Content starts

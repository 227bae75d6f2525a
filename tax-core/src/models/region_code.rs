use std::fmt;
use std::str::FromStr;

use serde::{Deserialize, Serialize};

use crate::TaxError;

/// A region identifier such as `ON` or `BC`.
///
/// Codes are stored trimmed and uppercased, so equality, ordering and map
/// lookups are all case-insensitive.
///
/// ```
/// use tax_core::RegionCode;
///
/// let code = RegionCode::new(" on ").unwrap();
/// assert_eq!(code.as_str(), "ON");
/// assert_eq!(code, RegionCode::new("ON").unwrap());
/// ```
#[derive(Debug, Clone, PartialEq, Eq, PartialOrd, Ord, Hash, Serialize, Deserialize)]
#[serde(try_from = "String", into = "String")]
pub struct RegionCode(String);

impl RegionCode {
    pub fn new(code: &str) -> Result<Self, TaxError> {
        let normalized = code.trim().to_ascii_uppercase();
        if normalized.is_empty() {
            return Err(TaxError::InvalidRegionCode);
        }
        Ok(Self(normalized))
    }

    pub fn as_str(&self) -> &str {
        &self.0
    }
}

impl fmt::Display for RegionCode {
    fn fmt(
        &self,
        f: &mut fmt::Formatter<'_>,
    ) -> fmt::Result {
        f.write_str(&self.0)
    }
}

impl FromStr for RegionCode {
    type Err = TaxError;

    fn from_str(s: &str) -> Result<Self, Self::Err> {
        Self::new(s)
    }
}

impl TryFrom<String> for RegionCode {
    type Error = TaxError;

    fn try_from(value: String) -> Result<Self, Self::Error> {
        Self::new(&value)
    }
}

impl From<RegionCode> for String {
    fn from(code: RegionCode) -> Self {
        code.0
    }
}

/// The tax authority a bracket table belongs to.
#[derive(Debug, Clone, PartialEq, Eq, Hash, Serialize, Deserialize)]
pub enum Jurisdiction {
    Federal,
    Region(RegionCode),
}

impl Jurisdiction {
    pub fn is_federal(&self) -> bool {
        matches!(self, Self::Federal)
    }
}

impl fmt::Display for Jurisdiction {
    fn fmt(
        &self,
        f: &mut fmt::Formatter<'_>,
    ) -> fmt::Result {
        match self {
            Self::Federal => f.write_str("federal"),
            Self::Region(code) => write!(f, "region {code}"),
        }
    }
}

Content ends

◆ EXERCISE AIM
Could you copy out every line in the material above that contains the string "Jurisdiction"?

◆ YOUR RESPONSE
pub enum Jurisdiction {
impl Jurisdiction {
impl fmt::Display for Jurisdiction {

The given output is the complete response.